Pasal 33 ayat (3) UUD 1945 berbunyi, “Bumi dan air dan kekayaan alam yang terkandung di dalamnya dikuasai oleh negara dan dipergunakan untuk sebesar-besar kemakmuran rakyat”. Pasal 37 UUD 1945 berbunyi, “Setiap usul perubahan pasal-pasal Undang-Undang Dasar diajukan secara tertulis dan ditunjukkan dengan jelas bagian yang diusulkan untuk diubah beserta alasannya.”
Dalam sidang yang dihadiri langsung oleh Pemohon tanpa didampingi kuasa hukum mendalilkan Pasal 33 ayat (3) UUD 1945 sepanjang frasa “sebesar-besar kemakmuran rakyat” dan “bumi dan air dan kekayaan alam yang terkandung di dalamnya dikuasai oleh negara” dan Pasal 37 UUD 1945 sepanjang frasa “usul perubahan pasal-pasal UUD dapat diagendakan” bertentangan dnegan Pancasila Sila Pertama, Kedua, dan Kelima.

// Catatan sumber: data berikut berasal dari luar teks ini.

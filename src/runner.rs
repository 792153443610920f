//! Run orchestration.
//!
//! One run loads the store, polls every source in order, merges what they
//! return, dispatches the records that are new, and persists the result.
//! A failing source only costs that source; unreadable or unwritable state
//! aborts the run.

use std::time::Duration;

use chrono::NaiveDate;
use tracing::{debug, info, warn};

use crate::config::Config;
use crate::datetime::format_date;
use crate::error::{RelayError, Result};
use crate::feed::{FeedItem, FeedSource, HttpFeedSource};
use crate::merge::{merge, prune};
use crate::notify::{ConfiguredNotifier, DispatchReport, Dispatcher, Notifier};
use crate::retention::RetentionPolicy;
use crate::sources::SourceList;
use crate::store::{FeedRecord, FileStore, StoreBackend};

/// Default per-source fetch timeout in seconds.
pub const DEFAULT_FETCH_TIMEOUT_SECS: u64 = 120;

/// A source that could not be polled during a run.
#[derive(Debug, Clone, PartialEq, Eq)]
pub struct SourceFailure {
    /// Source URL.
    pub url: String,
    /// Why the fetch failed.
    pub reason: String,
}

/// Summary of one run.
#[derive(Debug, Clone, Default)]
pub struct RunReport {
    /// Number of sources polled.
    pub sources: usize,
    /// Sources that failed.
    pub failures: Vec<SourceFailure>,
    /// Records added during this run.
    pub added: Vec<FeedRecord>,
    /// Stored records dropped because they aged out.
    pub pruned: usize,
    /// Malformed store lines skipped while loading.
    pub skipped_lines: usize,
    /// Number of records in the persisted store.
    pub stored: usize,
    /// Whether the store file was rewritten.
    pub saved: bool,
    /// Dispatch outcome.
    pub dispatch: DispatchReport,
}

/// Sequences fetch, merge, dispatch and persistence for one run.
pub struct Runner<F, N, B> {
    fetcher: F,
    notifier: N,
    backend: B,
    policy: RetentionPolicy,
    fetch_timeout: Duration,
    source_delay: Duration,
    dispatcher: Dispatcher,
}

impl<F, N, B> Runner<F, N, B>
where
    F: FeedSource,
    N: Notifier,
    B: StoreBackend,
{
    /// Create a runner with no pauses and the default fetch timeout.
    pub fn new(fetcher: F, notifier: N, backend: B, policy: RetentionPolicy) -> Self {
        Self {
            fetcher,
            notifier,
            backend,
            policy,
            fetch_timeout: Duration::from_secs(DEFAULT_FETCH_TIMEOUT_SECS),
            source_delay: Duration::ZERO,
            dispatcher: Dispatcher::new(Duration::ZERO),
        }
    }

    /// Set the per-source fetch timeout.
    pub fn with_fetch_timeout(mut self, timeout: Duration) -> Self {
        self.fetch_timeout = timeout;
        self
    }

    /// Set the pause between two sources.
    pub fn with_source_delay(mut self, delay: Duration) -> Self {
        self.source_delay = delay;
        self
    }

    /// Set the pause between two notifications.
    pub fn with_dispatch_delay(mut self, delay: Duration) -> Self {
        self.dispatcher = Dispatcher::new(delay);
        self
    }

    /// Get the feed source.
    pub fn fetcher(&self) -> &F {
        &self.fetcher
    }

    /// Get the notifier.
    pub fn notifier(&self) -> &N {
        &self.notifier
    }

    /// Get the storage backend.
    pub fn backend(&self) -> &B {
        &self.backend
    }

    /// Execute one run against `sources` with `today` as the current day.
    pub async fn run(&self, sources: &SourceList, today: NaiveDate) -> Result<RunReport> {
        info!(
            "Run started for {} ({} retention, {} source(s))",
            format_date(&today),
            self.policy.name(),
            sources.len()
        );

        let loaded = self.backend.load()?;
        let last_written = loaded.last_written;
        let mut store = loaded.store;
        let mut report = RunReport {
            sources: sources.len(),
            skipped_lines: loaded.skipped,
            ..Default::default()
        };
        report.pruned = prune(&mut store, &self.policy, today).len();

        for (index, url) in sources.iter().enumerate() {
            if index > 0 && !self.source_delay.is_zero() {
                tokio::time::sleep(self.source_delay).await;
            }

            debug!("Fetching {}", url);
            let items = match self.fetch(url).await {
                Ok(items) => items,
                Err(e) => {
                    warn!("Could not retrieve feed {}: {}", url, e);
                    report.failures.push(SourceFailure {
                        url: url.to_string(),
                        reason: e.to_string(),
                    });
                    continue;
                }
            };

            let outcome = merge(store, &items, &self.policy, today);
            info!(
                "{}: {} item(s), {} new, {} known, {} expired, {} undated, {} rejected",
                url,
                items.len(),
                outcome.added.len(),
                outcome.duplicates,
                outcome.expired,
                outcome.undated,
                outcome.rejected
            );
            store = outcome.store;
            report.pruned += outcome.pruned.len();
            report.added.extend(outcome.added);
        }

        report.dispatch = self.dispatcher.dispatch(&self.notifier, &report.added).await;

        let unchanged = report.added.is_empty() && report.pruned == 0 && report.skipped_lines == 0;
        if unchanged && last_written == Some(today) {
            debug!("Store unchanged since today's last write, not rewriting");
        } else {
            self.backend.save(&store, today)?;
            report.saved = true;
        }
        report.stored = store.len();

        info!(
            "Run finished: {} new, {} sent, {} failed notification(s), {} failed source(s), {} stored",
            report.added.len(),
            report.dispatch.sent,
            report.dispatch.failed,
            report.failures.len(),
            report.stored
        );

        Ok(report)
    }

    /// Fetch one source, bounded by the fetch timeout.
    async fn fetch(&self, url: &str) -> Result<Vec<FeedItem>> {
        match tokio::time::timeout(self.fetch_timeout, self.fetcher.fetch(url)).await {
            Ok(result) => result,
            Err(_) => Err(RelayError::Fetch(format!(
                "timed out after {:?}",
                self.fetch_timeout
            ))),
        }
    }
}

/// Runner wired to HTTP fetching, the configured notifier and the file store.
pub type ConfiguredRunner = Runner<HttpFeedSource, ConfiguredNotifier, FileStore>;

impl ConfiguredRunner {
    /// Build a runner from configuration.
    pub fn from_config(config: &Config) -> Result<Self> {
        let fetcher = HttpFeedSource::new(&config.fetch)?;
        let notifier = ConfiguredNotifier::from_config(&config.notify)?;
        if !notifier.is_live() {
            info!("No webhook configured, running in dry mode");
        }
        let backend = FileStore::new(&config.paths.store);

        Ok(Runner::new(fetcher, notifier, backend, config.retention.to_policy())
            .with_fetch_timeout(Duration::from_secs(config.fetch.timeout_secs))
            .with_source_delay(Duration::from_secs(config.fetch.source_delay_secs))
            .with_dispatch_delay(Duration::from_secs(config.notify.delay_secs)))
    }
}

/// Load the source list named in `config` and execute one run.
pub async fn run(config: &Config, today: NaiveDate) -> Result<RunReport> {
    let sources = SourceList::load(&config.paths.sources)?;
    let runner = ConfiguredRunner::from_config(config)?;
    runner.run(&sources, today).await
}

Menurut Taufiq, pasal-pasal tersebut tidak lagi menjangkau kejahatan akibat perilaku perusakan lingkungan yang terjadi di Indonesia. Sebab, tindak kejahatan tersebut dinilai Pemohon semakin meresahkan karena Pasal 33 dan Pasal 37 UUD 1945 tidak melingkupi sanksi hukum yang dapat dijatuhkan pada pelaku kejahatan perusakan lingkungan tersebut.

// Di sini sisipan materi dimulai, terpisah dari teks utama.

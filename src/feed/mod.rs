//! Feed retrieval for feedrelay.
//!
//! This module provides the fetch capability and the item type it yields.

pub mod fetcher;
pub mod types;

pub use fetcher::{parse_feed, validate_url, FeedSource, HttpFeedSource};
pub use types::{FeedItem, MAX_FEED_SIZE, UNTITLED};
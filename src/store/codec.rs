//! Line format of the record store.
//!
//! ```text
//! 2024-05-10                          <- optional last-write header
//! guid-1|-|First article|-|2024-05-09
//! guid-2|-|Second article|-|2024-05-10
//! ```
//!
//! Links are not persisted, so a loaded store equals the saved one with every
//! link cleared.
//!
//! A line with the wrong number of fields is skipped. A record whose date
//! cannot be parsed means the file is corrupt and aborts the load.

use chrono::NaiveDate;
use tracing::{debug, warn};

use crate::datetime::{format_date, parse_date};
use crate::error::{RelayError, Result};
use crate::store::record::FeedRecord;
use crate::store::records::RecordStore;

/// Field delimiter.
pub const DELIMITER: &str = "|-|";

/// Number of fields per record line.
pub const FIELD_COUNT: usize = 3;

/// Result of decoding a store file.
#[derive(Debug, Clone, Default)]
pub struct LoadedStore {
    /// Records read from the file.
    pub store: RecordStore,
    /// Date recorded in the header line, if any.
    pub last_written: Option<NaiveDate>,
    /// Number of malformed lines that were skipped.
    pub skipped: usize,
}

/// Decode the contents of a store file.
pub fn decode(content: &str) -> Result<LoadedStore> {
    let mut loaded = LoadedStore::default();

    for (index, line) in content.lines().enumerate() {
        let line_no = index + 1;

        if line.trim().is_empty() {
            continue;
        }

        if index == 0 && !line.contains(DELIMITER) {
            if let Some(date) = parse_date(line) {
                loaded.last_written = Some(date);
                continue;
            }
        }

        let fields: Vec<&str> = line.split(DELIMITER).collect();
        if fields.len() != FIELD_COUNT {
            warn!(
                "Skipping malformed store line {}: expected {} fields, found {}",
                line_no,
                FIELD_COUNT,
                fields.len()
            );
            loaded.skipped += 1;
            continue;
        }

        let (id, title, date) = (fields[0], fields[1], fields[2]);
        if date.trim().is_empty() {
            warn!("Skipping store line {}: missing date", line_no);
            loaded.skipped += 1;
            continue;
        }

        let published_at = parse_date(date).ok_or_else(|| RelayError::CorruptStore {
            line: line_no,
            value: date.to_string(),
        })?;

        debug!("Retrieved from store: {} - {}", title, date);
        loaded
            .store
            .insert(FeedRecord::new(id, title, published_at));
    }

    Ok(loaded)
}

/// Encode a store, preceded by a header holding `written_on`.
///
/// Records are written in id order so snapshots are stable.
pub fn encode(store: &RecordStore, written_on: NaiveDate) -> String {
    let mut out = format_date(&written_on);
    out.push('\n');
    for record in store.sorted() {
        out.push_str(&encode_record(record));
        out.push('\n');
    }
    out
}

/// Encode a single record line (without the trailing newline).
pub fn encode_record(record: &FeedRecord) -> String {
    format!(
        "{}{}{}{}{}",
        record.id,
        DELIMITER,
        record.title,
        DELIMITER,
        format_date(&record.published_at)
    )
}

“Pasal-pasal tersebut tidak dapat menjangkau penindakan kasus-kasus seperti perilaku yang merusak lingkungan secara besar-besaran atas nama kemakmuran, kegiatan yang menimbulkan polusi, limbah yang merusak keseimbangan alam untuk kepentingan kelompok sehingga memicu terjadinya bencana alam,” terang Taufiq yang menghadiri sidang secara virtual dari kediamannya.
Sistematika Permohonan
Terkait permohonan ini, Hakim Konstitusi Suhartoyo memberikan catatan perbaikan yang dapat dilakukan Pemohon untuk penyempurnaan dalilnya. Di antaranya, terkait sistematika dari permohonan, yakni kewenangan MK, kedudukan hukum, alasan permohonan, petitum. “Dan bukan penutup, di mana pada petitum itu seharusnya ditulis hal-hal yang dimohonkan pada akhirnya dari permohonan ini. Kemudian harus ada pula syarat pernyataan pada lembaran negara,” terang Suhartoyo.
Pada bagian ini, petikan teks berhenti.